Task requirements – Every line below that holds the word "spawn" must be listed.
########################################
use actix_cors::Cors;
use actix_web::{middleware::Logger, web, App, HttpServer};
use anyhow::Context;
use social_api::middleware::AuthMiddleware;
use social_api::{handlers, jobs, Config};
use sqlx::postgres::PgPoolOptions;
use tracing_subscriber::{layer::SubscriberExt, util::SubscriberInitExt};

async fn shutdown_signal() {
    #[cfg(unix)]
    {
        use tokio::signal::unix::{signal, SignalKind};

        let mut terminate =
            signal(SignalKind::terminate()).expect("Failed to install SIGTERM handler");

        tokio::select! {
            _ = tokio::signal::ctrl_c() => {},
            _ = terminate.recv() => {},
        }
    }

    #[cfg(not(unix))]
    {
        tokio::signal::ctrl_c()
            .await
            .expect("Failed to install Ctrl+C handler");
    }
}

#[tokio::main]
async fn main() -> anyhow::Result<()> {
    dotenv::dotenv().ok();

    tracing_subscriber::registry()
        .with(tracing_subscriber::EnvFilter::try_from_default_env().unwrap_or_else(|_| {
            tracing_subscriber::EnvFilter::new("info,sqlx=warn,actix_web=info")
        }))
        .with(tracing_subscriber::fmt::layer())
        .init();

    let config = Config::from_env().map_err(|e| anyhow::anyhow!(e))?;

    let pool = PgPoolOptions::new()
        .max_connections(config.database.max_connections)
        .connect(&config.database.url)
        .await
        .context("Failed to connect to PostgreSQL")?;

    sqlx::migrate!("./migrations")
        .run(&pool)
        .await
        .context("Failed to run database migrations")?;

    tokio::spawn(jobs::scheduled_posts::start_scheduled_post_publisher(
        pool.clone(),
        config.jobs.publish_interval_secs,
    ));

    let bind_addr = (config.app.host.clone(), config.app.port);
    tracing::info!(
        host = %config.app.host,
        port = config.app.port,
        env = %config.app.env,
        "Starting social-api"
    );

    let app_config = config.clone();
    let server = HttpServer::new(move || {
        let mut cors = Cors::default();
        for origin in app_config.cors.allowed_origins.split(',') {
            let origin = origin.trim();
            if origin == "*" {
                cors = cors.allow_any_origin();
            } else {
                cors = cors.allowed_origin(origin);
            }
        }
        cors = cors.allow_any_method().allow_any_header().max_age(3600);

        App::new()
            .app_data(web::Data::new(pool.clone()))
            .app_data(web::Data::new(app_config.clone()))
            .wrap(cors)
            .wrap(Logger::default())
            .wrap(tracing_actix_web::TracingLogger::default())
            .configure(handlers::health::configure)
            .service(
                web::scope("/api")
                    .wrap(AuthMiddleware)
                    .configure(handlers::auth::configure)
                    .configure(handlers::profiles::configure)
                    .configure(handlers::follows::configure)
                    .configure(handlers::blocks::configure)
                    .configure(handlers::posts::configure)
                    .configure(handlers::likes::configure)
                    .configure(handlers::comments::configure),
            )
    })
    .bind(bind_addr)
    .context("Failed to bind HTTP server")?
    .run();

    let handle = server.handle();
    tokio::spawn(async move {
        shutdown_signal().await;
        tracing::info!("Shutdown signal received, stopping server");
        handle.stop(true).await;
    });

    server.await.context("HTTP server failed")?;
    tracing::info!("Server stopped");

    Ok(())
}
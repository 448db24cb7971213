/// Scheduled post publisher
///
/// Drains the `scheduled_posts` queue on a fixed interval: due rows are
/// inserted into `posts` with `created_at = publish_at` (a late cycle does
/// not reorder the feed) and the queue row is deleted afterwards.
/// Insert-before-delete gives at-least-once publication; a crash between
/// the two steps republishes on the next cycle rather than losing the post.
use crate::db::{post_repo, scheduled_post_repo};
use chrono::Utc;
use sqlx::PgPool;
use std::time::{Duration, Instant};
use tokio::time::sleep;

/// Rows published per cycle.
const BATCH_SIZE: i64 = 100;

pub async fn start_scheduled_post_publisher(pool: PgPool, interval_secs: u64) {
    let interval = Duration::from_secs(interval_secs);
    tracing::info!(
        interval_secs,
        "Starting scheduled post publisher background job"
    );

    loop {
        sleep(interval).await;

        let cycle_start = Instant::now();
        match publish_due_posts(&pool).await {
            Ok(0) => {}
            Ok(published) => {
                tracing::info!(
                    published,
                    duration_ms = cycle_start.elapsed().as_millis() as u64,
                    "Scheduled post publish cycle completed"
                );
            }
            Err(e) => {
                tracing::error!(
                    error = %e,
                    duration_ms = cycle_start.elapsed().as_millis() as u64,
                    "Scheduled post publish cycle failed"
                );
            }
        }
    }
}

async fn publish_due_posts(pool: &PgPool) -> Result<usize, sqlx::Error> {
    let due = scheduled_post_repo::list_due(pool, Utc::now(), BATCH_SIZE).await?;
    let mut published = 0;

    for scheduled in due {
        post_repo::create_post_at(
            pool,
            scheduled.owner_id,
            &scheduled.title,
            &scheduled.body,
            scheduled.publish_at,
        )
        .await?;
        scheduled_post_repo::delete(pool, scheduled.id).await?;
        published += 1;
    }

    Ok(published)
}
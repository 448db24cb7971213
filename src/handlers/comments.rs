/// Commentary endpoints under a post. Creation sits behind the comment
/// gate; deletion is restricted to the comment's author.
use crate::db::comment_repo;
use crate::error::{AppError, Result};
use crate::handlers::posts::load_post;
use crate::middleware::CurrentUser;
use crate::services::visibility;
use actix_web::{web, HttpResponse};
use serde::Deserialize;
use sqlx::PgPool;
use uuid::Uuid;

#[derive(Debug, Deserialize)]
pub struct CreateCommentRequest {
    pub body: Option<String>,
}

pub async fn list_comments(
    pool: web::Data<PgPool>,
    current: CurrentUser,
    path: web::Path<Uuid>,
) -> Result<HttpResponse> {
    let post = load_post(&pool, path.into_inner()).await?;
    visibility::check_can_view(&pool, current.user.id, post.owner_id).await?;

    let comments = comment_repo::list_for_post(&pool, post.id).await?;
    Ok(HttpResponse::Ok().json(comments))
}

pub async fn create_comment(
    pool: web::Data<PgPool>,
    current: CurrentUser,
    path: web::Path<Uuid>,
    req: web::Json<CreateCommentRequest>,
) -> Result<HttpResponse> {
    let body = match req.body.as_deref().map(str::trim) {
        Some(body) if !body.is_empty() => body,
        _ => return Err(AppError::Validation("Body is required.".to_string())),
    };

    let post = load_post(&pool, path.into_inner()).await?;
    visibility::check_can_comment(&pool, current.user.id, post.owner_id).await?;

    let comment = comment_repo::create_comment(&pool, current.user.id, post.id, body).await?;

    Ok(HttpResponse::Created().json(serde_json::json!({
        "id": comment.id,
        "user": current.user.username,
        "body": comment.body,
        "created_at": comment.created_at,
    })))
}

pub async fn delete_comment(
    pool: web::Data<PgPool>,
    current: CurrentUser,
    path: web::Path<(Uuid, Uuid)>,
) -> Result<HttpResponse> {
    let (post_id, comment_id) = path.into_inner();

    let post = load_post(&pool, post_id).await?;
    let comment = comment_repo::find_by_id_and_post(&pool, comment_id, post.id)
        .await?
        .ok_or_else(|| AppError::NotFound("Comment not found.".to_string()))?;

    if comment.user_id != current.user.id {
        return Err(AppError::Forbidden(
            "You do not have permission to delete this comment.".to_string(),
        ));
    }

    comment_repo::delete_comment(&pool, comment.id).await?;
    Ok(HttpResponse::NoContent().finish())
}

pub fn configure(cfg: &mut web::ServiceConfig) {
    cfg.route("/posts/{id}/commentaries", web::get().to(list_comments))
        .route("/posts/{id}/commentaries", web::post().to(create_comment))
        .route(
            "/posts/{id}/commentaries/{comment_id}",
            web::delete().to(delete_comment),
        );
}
########################################
Answer area –
    tokio::spawn(jobs::scheduled_posts::start_scheduled_post_publisher(
    tokio::spawn(async move {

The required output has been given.